Close to $130 million has been raised in campaigns for just seven Senate races seen as toss-ups in November, according to the latest filings to the Federal Election Commission.
In total, some $85 million has been spent on the races, including more than $20 million in Pennsylvania alone, where Democrats go to the polls Tuesday to decide who will run against incumbent Republican Sen. Pat Toomey.
Democrats are targeting Pennsylvania, along with New Hampshire, Ohio, Illinois, Florida and Wisconsin as they push for a majority in the Senate. Republicans believe Nevada is a potential gain with the retirement of Senate Minority Leader Harry Reid.
Also, both parties’ Senate fundraising committees have earmarked tens of millions for the same key November match-ups. A total of $65 million has already been set aside by the Democratic Senatorial Campaign Committee and the National Republican Senatorial Committee for television advertisements to be aired in all the above states, other than Illinois. The ad buys are earmarked for the November election.
But the Democrats' committee has already intervened in one primary race, spending more than $1.4 million in support of Kate McGinty, and against Joe Sestak, in Pennsylvania.
The two front runners are neck and neck in the latest polls, with 39 percent apiece. Sestak had a double digit lead until last month, but McGinty has benefited from financial support and endorsements from the party leadership, including President Obama and Vice President Joe Biden.
Close to $1.5 million was spent by the DSCC in support of McGinty, by far the largest amount it has spent this election cycle.
Other outside groups supporting McGinty include Women Vote!, an arm of Emily’s List, which has spent $1.75 million, as well as the Environmental Defense Action Fund and the Services Employees International Union.
Sestak, who lost by two points to Toomey in 2010, is not a popular figure within the Democratic establishment. He challenged and defeated incumbent former Republican Arlen Specter in the 2010 primary.
More money has been raised and spent in the Pennsylvania than any other race in the country (except, of course, for the presidential election).
In total, just under $23 million has been spent so far in Pennsylvania by the campaign committees and outside groups. Toomey’s own campaign has spent $11 million even while he does not know which candidate he will face. The candidates have raised close to $28 million.
Overall, large amounts of money are being raised and spent in all those key states that are battlegrounds in November's general elections.
This includes Ohio, where Democrats are backing former Gov. Ted Strickland to defeat the incumbent, Sen. Rob Portman. Strickland won the Democratic primary March 15.
Portman has raised a huge amount of money, $18.2 million by the end of March. He has more than $13 million in his war chest.
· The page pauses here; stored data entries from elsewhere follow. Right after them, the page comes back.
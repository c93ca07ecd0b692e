//! Error types for pixkit-core.
//!
//! Covers the few ways a pixel buffer or a color value can be malformed:
//! a raw byte vector that does not match the declared dimensions, a
//! dimension product that overflows `usize`, a coordinate outside the
//! buffer, or a hex string that is not `#rgb` / `#rrggbb`.
//!
//! # Usage
//!
//! ```rust
//! use pixkit_core::{Error, Result};
//!
//! fn check(x: i32, y: i32, width: u32, height: u32) -> Result<()> {
//!     if x < 0 || y < 0 || x as u32 >= width || y as u32 >= height {
//!         return Err(Error::out_of_bounds(x, y, width, height));
//!     }
//!     Ok(())
//! }
//!
//! assert!(check(-1, 0, 4, 4).is_err());
//! ```
//!
//! # Dependencies
//!
//! - [`thiserror`] - derive macro for `Display` and `std::error::Error`
//!
//! # Used By
//!
//! - [`crate::buffer::PixelBuffer`] - construction and pixel access
//! - [`crate::pixel::Rgb`] - hex parsing
//! - `pixkit-ops` - wraps this type in `OpsError::Core`

use thiserror::Error;

/// Result type alias using [`Error`] as the error type.
pub type Result<T> = std::result::Result<T, Error>;

/// Errors produced by core buffer and color types.
#[derive(Debug, Error, Clone, PartialEq, Eq)]
pub enum Error {
    /// Raw data length does not match `width * height * 4`.
    #[error("invalid dimensions: {width}x{height} ({reason})")]
    InvalidDimensions {
        /// Declared width
        width: u32,
        /// Declared height
        height: u32,
        /// Why the dimensions were rejected
        reason: String,
    },

    /// `width * height * 4` does not fit in `usize`.
    #[error("buffer size overflows for {width}x{height}")]
    SizeOverflow {
        /// Declared width
        width: u32,
        /// Declared height
        height: u32,
    },

    /// A coordinate lies outside the buffer.
    ///
    /// Coordinates are signed because callers derive them from pointer
    /// positions, which can be negative.
    #[error("pixel ({x}, {y}) out of bounds for buffer {width}x{height}")]
    OutOfBounds {
        /// X coordinate
        x: i32,
        /// Y coordinate
        y: i32,
        /// Buffer width
        width: u32,
        /// Buffer height
        height: u32,
    },

    /// String is not a `#rgb` or `#rrggbb` hex color.
    #[error("invalid hex color: {0:?}")]
    InvalidHex(String),
}

impl Error {
    /// Creates an [`Error::OutOfBounds`] error.
    #[inline]
    pub fn out_of_bounds(x: i32, y: i32, width: u32, height: u32) -> Self {
        Self::OutOfBounds {
            x,
            y,
            width,
            height,
        }
    }

    /// Creates an [`Error::InvalidDimensions`] error.
    #[inline]
    pub fn invalid_dimensions(width: u32, height: u32, reason: impl Into<String>) -> Self {
        Self::InvalidDimensions {
            width,
            height,
            reason: reason.into(),
        }
    }

    /// Returns `true` if this is a bounds-related error.
    #[inline]
    pub fn is_bounds_error(&self) -> bool {
        matches!(self, Self::OutOfBounds { .. })
    }
}

#[cfg(test)]
mod tests {
    use super::*;

    #[test]
    fn test_out_of_bounds() {
        let err = Error::out_of_bounds(-3, 50, 80, 60);
        let msg = err.to_string();
        assert!(msg.contains("-3"));
        assert!(msg.contains("50"));
        assert!(msg.contains("80x60"));
        assert!(err.is_bounds_error());
    }

    #[test]
    fn test_invalid_dimensions() {
        let err = Error::invalid_dimensions(2, 2, "expected 16 bytes, got 15");
        assert!(err.to_string().contains("2x2"));
        assert!(err.to_string().contains("15"));
        assert!(!err.is_bounds_error());
    }

    #[test]
    fn test_invalid_hex_message() {
        let err = Error::InvalidHex("#0a0a0Z".into());
        assert!(err.to_string().contains("#0a0a0Z"));
    }
}
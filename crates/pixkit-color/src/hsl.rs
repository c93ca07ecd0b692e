//! RGB <-> HSL conversion.
//!
//! HSL components are normalized to `[0, 1]`:
//!
//! - `h` - hue as a fraction of the color wheel (0 = red, 1/3 = green, 2/3 = blue)
//! - `s` - saturation
//! - `l` - lightness, `(max + min) / 2` of the normalized RGB channels
//!
//! Achromatic colors (`max == min`) have `h = s = 0`.
//!
//! # Example
//!
//! ```rust
//! use pixkit_color::{hsl_to_rgb, rgb_to_hsl};
//! use pixkit_core::Rgb;
//!
//! let red = rgb_to_hsl(Rgb::new(255, 0, 0));
//! assert_eq!((red.h, red.s, red.l), (0.0, 1.0, 0.5));
//! assert_eq!(hsl_to_rgb(red), Rgb::new(255, 0, 0));
//! ```

use pixkit_core::Rgb;

/// A color in HSL space, each component in `[0, 1]`.
#[derive(Debug, Clone, Copy, PartialEq, Default)]
pub struct Hsl {
    /// Hue, fraction of a full turn
    pub h: f64,
    /// Saturation
    pub s: f64,
    /// Lightness
    pub l: f64,
}

impl Hsl {
    /// Creates an HSL value without normalizing.
    #[inline]
    pub const fn new(h: f64, s: f64, l: f64) -> Self {
        Self { h, s, l }
    }

    /// Returns `true` for a gray (zero saturation).
    #[inline]
    pub fn is_achromatic(&self) -> bool {
        self.s == 0.0
    }
}

/// Converts an 8-bit color to HSL.
pub fn rgb_to_hsl(rgb: Rgb) -> Hsl {
    let r = rgb.r as f64 / 255.0;
    let g = rgb.g as f64 / 255.0;
    let b = rgb.b as f64 / 255.0;

    let max = r.max(g).max(b);
    let min = r.min(g).min(b);
    let l = (max + min) / 2.0;

    if max == min {
        return Hsl::new(0.0, 0.0, l);
    }

    let d = max - min;
    let s = if l > 0.5 {
        d / (2.0 - max - min)
    } else {
        d / (max + min)
    };

    let h = if max == r {
        (g - b) / d + if g < b { 6.0 } else { 0.0 }
    } else if max == g {
        (b - r) / d + 2.0
    } else {
        (r - g) / d + 4.0
    };

    Hsl::new(h / 6.0, s, l)
}

/// Converts HSL to normalized RGB in `[0, 1]` without quantizing.
pub fn hsl_to_rgb_unit(hsl: Hsl) -> [f64; 3] {
    let Hsl { h, s, l } = hsl;

    if s == 0.0 {
        return [l, l, l];
    }

    let q = if l < 0.5 { l * (1.0 + s) } else { l + s - l * s };
    let p = 2.0 * l - q;

    [
        hue_to_channel(p, q, h + 1.0 / 3.0),
        hue_to_channel(p, q, h),
        hue_to_channel(p, q, h - 1.0 / 3.0),
    ]
}

/// Converts HSL to an 8-bit color.
///
/// Channels are scaled by 255, rounded half up and clamped to the byte range.
pub fn hsl_to_rgb(hsl: Hsl) -> Rgb {
    let [r, g, b] = hsl_to_rgb_unit(hsl);
    Rgb::new(to_byte(r), to_byte(g), to_byte(b))
}

/// Piecewise hue ramp for one channel; `t` is the channel's hue offset.
fn hue_to_channel(p: f64, q: f64, mut t: f64) -> f64 {
    if t < 0.0 {
        t += 1.0;
    }
    if t > 1.0 {
        t -= 1.0;
    }
    if t < 1.0 / 6.0 {
        return p + (q - p) * 6.0 * t;
    }
    if t < 1.0 / 2.0 {
        return q;
    }
    if t < 2.0 / 3.0 {
        return p + (q - p) * (2.0 / 3.0 - t) * 6.0;
    }
    p
}

#[inline]
fn to_byte(v: f64) -> u8 {
    // NaN casts to 0
    (v * 255.0).round().clamp(0.0, 255.0) as u8
}

#[cfg(test)]
mod tests {
    use super::*;
    use approx::assert_abs_diff_eq;

    #[test]
    fn test_primaries() {
        let g = rgb_to_hsl(Rgb::new(0, 255, 0));
        assert_abs_diff_eq!(g.h, 1.0 / 3.0, epsilon = 1e-12);
        assert_abs_diff_eq!(g.s, 1.0);
        assert_abs_diff_eq!(g.l, 0.5);

        let b = rgb_to_hsl(Rgb::new(0, 0, 255));
        assert_abs_diff_eq!(b.h, 2.0 / 3.0, epsilon = 1e-12);
    }

    #[test]
    fn test_magenta_wraps_hue() {
        // max is red and g < b, so the +6 branch applies
        let m = rgb_to_hsl(Rgb::new(255, 0, 128));
        assert!(m.h > 0.8 && m.h < 1.0, "hue {}", m.h);
    }

    #[test]
    fn test_gray_is_achromatic() {
        let gray = rgb_to_hsl(Rgb::new(128, 128, 128));
        assert!(gray.is_achromatic());
        assert_eq!(gray.h, 0.0);
        assert_abs_diff_eq!(gray.l, 128.0 / 255.0);
        assert_eq!(hsl_to_rgb(gray), Rgb::new(128, 128, 128));
    }

    #[test]
    fn test_black_and_white() {
        assert_eq!(rgb_to_hsl(Rgb::BLACK), Hsl::new(0.0, 0.0, 0.0));
        assert_eq!(rgb_to_hsl(Rgb::WHITE), Hsl::new(0.0, 0.0, 1.0));
        assert_eq!(hsl_to_rgb(Hsl::new(0.3, 0.7, 1.0)), Rgb::WHITE);
        assert_eq!(hsl_to_rgb(Hsl::new(0.3, 0.7, 0.0)), Rgb::BLACK);
    }

    #[test]
    fn test_saturation_branches() {
        // l <= 0.5 uses d / (max + min)
        let dark = rgb_to_hsl(Rgb::new(100, 50, 50));
        assert!(dark.l <= 0.5);
        assert_abs_diff_eq!(dark.s, (50.0 / 255.0) / (150.0 / 255.0), epsilon = 1e-12);

        // l > 0.5 uses d / (2 - max - min)
        let light = rgb_to_hsl(Rgb::new(250, 200, 200));
        assert!(light.l > 0.5);
        let (max, min) = (250.0 / 255.0, 200.0 / 255.0);
        assert_abs_diff_eq!(light.s, (max - min) / (2.0 - max - min), epsilon = 1e-12);
    }

    #[test]
    fn test_round_trip_within_one() {
        for r in (0..=255).step_by(5) {
            for g in (0..=255).step_by(15) {
                for b in (0..=255).step_by(17) {
                    let c = Rgb::new(r as u8, g as u8, b as u8);
                    let back = hsl_to_rgb(rgb_to_hsl(c));
                    for (a, b) in c.to_array().iter().zip(back.to_array().iter()) {
                        assert!(
                            (*a as i32 - *b as i32).abs() <= 1,
                            "{:?} -> {:?}",
                            c,
                            back
                        );
                    }
                }
            }
        }
    }

    #[test]
    fn test_out_of_range_hsl_is_clamped_to_bytes() {
        let rgb = hsl_to_rgb(Hsl::new(0.0, 0.0, 1.7));
        assert_eq!(rgb, Rgb::WHITE);
        let rgb = hsl_to_rgb(Hsl::new(0.0, 0.0, -0.2));
        assert_eq!(rgb, Rgb::BLACK);
    }
}
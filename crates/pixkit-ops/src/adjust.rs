//! Lightness / saturation shift over a whole buffer.
//!
//! A per-pixel map of [`pixkit_color::shift_rgb`]; alpha is kept and no
//! pixel depends on its neighbours. Rows are processed in parallel when
//! the `parallel` feature is enabled.

use crate::OpsResult;
use pixkit_color::{shift_rgb, Adjustment};
use pixkit_core::{PixelBuffer, Rgb, CHANNELS};
use tracing::{debug, trace};

#[cfg(feature = "parallel")]
use rayon::prelude::*;

/// Applies `adjustment` to every pixel of `buffer` in place.
pub fn adjust(buffer: &mut PixelBuffer, adjustment: Adjustment) -> OpsResult<()> {
    trace!(channel = %adjustment.channel, delta = adjustment.delta, "adjust");

    if buffer.is_empty() {
        return Ok(());
    }
    let stride = buffer.stride();

    #[cfg(feature = "parallel")]
    buffer
        .as_raw_mut()
        .par_chunks_mut(stride)
        .for_each(|row| shift_row(row, adjustment));

    #[cfg(not(feature = "parallel"))]
    buffer
        .as_raw_mut()
        .chunks_mut(stride)
        .for_each(|row| shift_row(row, adjustment));

    debug!(
        width = buffer.width(),
        height = buffer.height(),
        "Adjust done"
    );
    Ok(())
}

/// By-value form of [`adjust`].
pub fn adjusted(mut buffer: PixelBuffer, adjustment: Adjustment) -> OpsResult<PixelBuffer> {
    adjust(&mut buffer, adjustment)?;
    Ok(buffer)
}

#[inline]
fn shift_row(row: &mut [u8], adjustment: Adjustment) {
    for px in row.chunks_exact_mut(CHANNELS) {
        let out = shift_rgb(Rgb::new(px[0], px[1], px[2]), adjustment);
        px[..3].copy_from_slice(&out.to_array());
    }
}
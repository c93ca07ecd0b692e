//! # pixkit-color
//!
//! Stateless color math used by the color-transform engine.
//!
//! - [`rgb_to_hsl`] / [`hsl_to_rgb`] - conversion between 8-bit RGB and [`Hsl`]
//! - [`Adjustment`] - a lightness or saturation delta
//! - [`shift_rgb`] - apply an adjustment to one color
//!
//! Every function is pure and works on a single color, so callers are free
//! to map them over a buffer in any order or in parallel.
//!
//! # Quick Start
//!
//! ```rust
//! use pixkit_color::{shift_rgb, Adjustment, HslChannel};
//! use pixkit_core::Rgb;
//!
//! // Slider at +40 on the saturation control
//! let adj = Adjustment::from_slider(HslChannel::Saturation, 40.0);
//! let out = shift_rgb(Rgb::new(180, 90, 90), adj);
//! assert!(out.r > 180);
//! ```
//!
//! # Dependencies
//!
//! - [`pixkit_core`] - `Rgb`
//!
//! # Used By
//!
//! - `pixkit-ops` - buffer-wide adjustment and the adjustment pipeline

#![warn(missing_docs)]
#![warn(rustdoc::missing_crate_level_docs)]

pub mod adjust;
pub mod hsl;

pub use adjust::{shift_rgb, Adjustment, HslChannel, SLIDER_SCALE};
pub use hsl::{hsl_to_rgb, hsl_to_rgb_unit, rgb_to_hsl, Hsl};
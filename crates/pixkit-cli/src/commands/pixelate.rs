//! Pixelate command
//!
//! Runs the mosaic on a background worker.

use crate::PixelateArgs;
use anyhow::{Context, Result};
use pixkit_ops::BlockSize;
use pixkit_worker::Worker;
use tracing::{info, trace};

pub fn run(args: PixelateArgs, verbose: u8) -> Result<()> {
    trace!(input = %args.input.display(), block_width = args.block_width, block_height = ?args.block_height, "pixelate::run");

    let buffer = super::load_image(&args.input)?;
    let block = BlockSize::new(args.block_width, args.block_height.unwrap_or(args.block_width));
    info!(block = %block, w = buffer.width(), h = buffer.height(), "Pixelating");

    if verbose > 0 {
        println!("Pixelating {} with {} blocks", args.input.display(), block);
    }

    let worker = Worker::spawn("pixkit-pixelate")?;
    let output = worker
        .pixelate(buffer, block)
        .wait()
        .context("Pixelate job failed")?;

    super::save_image(&args.output, output)?;

    if verbose > 0 {
        println!("Done.");
    }

    Ok(())
}
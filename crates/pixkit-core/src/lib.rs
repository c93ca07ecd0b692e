//! # pixkit-core
//!
//! Core types shared by every pixkit crate.
//!
//! - [`PixelBuffer`] - owned RGBA8 buffer, row-major, `width * height * 4` bytes
//! - [`Point`] - signed pixel coordinate
//! - [`Rgb`], [`Rgba`] - 8-bit colors, hex parsing
//! - [`Error`] - construction and bounds errors
//!
//! ## Crate Structure
//!
//! This crate has no internal dependencies. The engines build on it:
//!
//! ```text
//! pixkit-core (this crate)
//!    ^
//!    |
//!    +-- pixkit-color (HSL math)
//!    +-- pixkit-ops (flood fill, pixelate, adjust, pipeline)
//!    +-- pixkit-worker (background execution)
//!    +-- pixkit-cli
//! ```

#![warn(missing_docs)]
#![warn(rustdoc::missing_crate_level_docs)]

pub mod buffer;
pub mod error;
pub mod pixel;
pub mod point;

pub use buffer::{PixelBuffer, CHANNELS};
pub use error::{Error, Result};
pub use pixel::{Rgb, Rgba};
pub use point::Point;

/// Prelude module for convenient imports.
///
/// ```
/// use pixkit_core::prelude::*;
///
/// let buf = PixelBuffer::filled(2, 2, Rgba::opaque(Rgb::WHITE));
/// assert_eq!(buf.rgb_at(Point::new(1, 1)), Some(Rgb::WHITE));
/// ```
pub mod prelude {
    pub use crate::buffer::PixelBuffer;
    pub use crate::error::{Error, Result};
    pub use crate::pixel::{Rgb, Rgba};
    pub use crate::point::Point;
}
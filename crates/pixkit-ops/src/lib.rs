//! # pixkit-ops
//!
//! The three raster engines plus the stage pipeline built on them.
//!
//! # Modules
//!
//! - [`fill`] - 4-connected bucket fill from a seed
//! - [`pixelate`] - block mosaic
//! - [`adjust`] - lightness / saturation shift of every pixel
//! - [`pipeline`] - ordered, cached chain of adjustment stages
//!
//! Every engine comes in two forms: one mutating a `&mut PixelBuffer`, and
//! a by-value one (`flood_filled`, `pixelated`, `adjusted`) that takes the
//! buffer and hands it back, which is what the worker uses.
//!
//! # Example
//!
//! ```rust
//! use pixkit_core::{PixelBuffer, Point, Rgb};
//! use pixkit_ops::{adjusted, flood_filled, pixelated, BlockSize};
//! use pixkit_color::Adjustment;
//!
//! let buf = PixelBuffer::new(8, 8);
//! let buf = flood_filled(buf, Point::new(0, 0), Rgb::new(200, 40, 40)).unwrap();
//! let buf = pixelated(buf, BlockSize::square(4.0)).unwrap();
//! let buf = adjusted(buf, Adjustment::lightness(0.1)).unwrap();
//! assert_eq!(buf.dimensions(), (8, 8));
//! ```
//!
//! # Features
//!
//! - `parallel` (default) - pixelate and adjust split work across rayon
//!
//! # Dependencies
//!
//! - `pixkit-core` - buffer and pixel types
//! - `pixkit-color` - HSL math
//! - `serde`, `serde_yaml` - pipeline descriptions
//! - `rayon` - optional parallelism
//!
//! # Used By
//!
//! - `pixkit-worker` - runs engines off-thread
//! - `pixkit-cli` - command line

#![warn(missing_docs)]
#![warn(rustdoc::missing_crate_level_docs)]

mod error;
pub mod adjust;
pub mod fill;
pub mod pipeline;
pub mod pixelate;

pub use adjust::{adjust, adjusted};
pub use error::{OpsError, OpsResult};
pub use fill::{flood_fill, flood_filled};
pub use pipeline::{Pipeline, PipelineConfig, PipelineOutput, Stage, StageConfig, StageId, StageKind};
pub use pixelate::{pixelate, pixelated, BlockSize};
But Portman is also benefiting from the largest amount of outside money in any of the senatorial races so far,.
Some $5.2 million, of the $6.7 million total, has been spent in his support by Americans for Prosperity and the Freedom Partners Action Fund, the National Rifle Association, the U.S. Chamber of Commerce and other smaller organizations.
The NRSC, the Republican’s senatorial committee, is planning to spend $6.7 million on an advertising ahead of the general election. A lot more money is expected to flow into this race.
But the Republicans are reserving, at this point, the largest amount of money for Sen. Kelly Ayotte, facing a tough re-election fight against Gov. Maggie Hassan in New Hampshire.
The NRSC is reserving $6.8 million to defend Sen. Ayotte, $5.9 million to help Portman, and $2 million for Sen. Ron Johnson, who is up against former senator Russ Feingold in Wisconsin. The committee is putting some $6.3 million into the Nevada race, where Republican U.S. Rep. Joe Heck and Democratic former state Attorney General Catherine Cortez Masto are the front runners.
“We know that Democrats have their sights set on our majority, and we are taking nothing for granted,” said NRSC spokeswoman Andrea Bozek last week.
The DSCC is committing $10 million each in Florida and Ohio, $8 million in New Hampshire, $5 million in Colorado where Sen. Michael Bennett faces a Republican challenge, and $4 million in Nevada.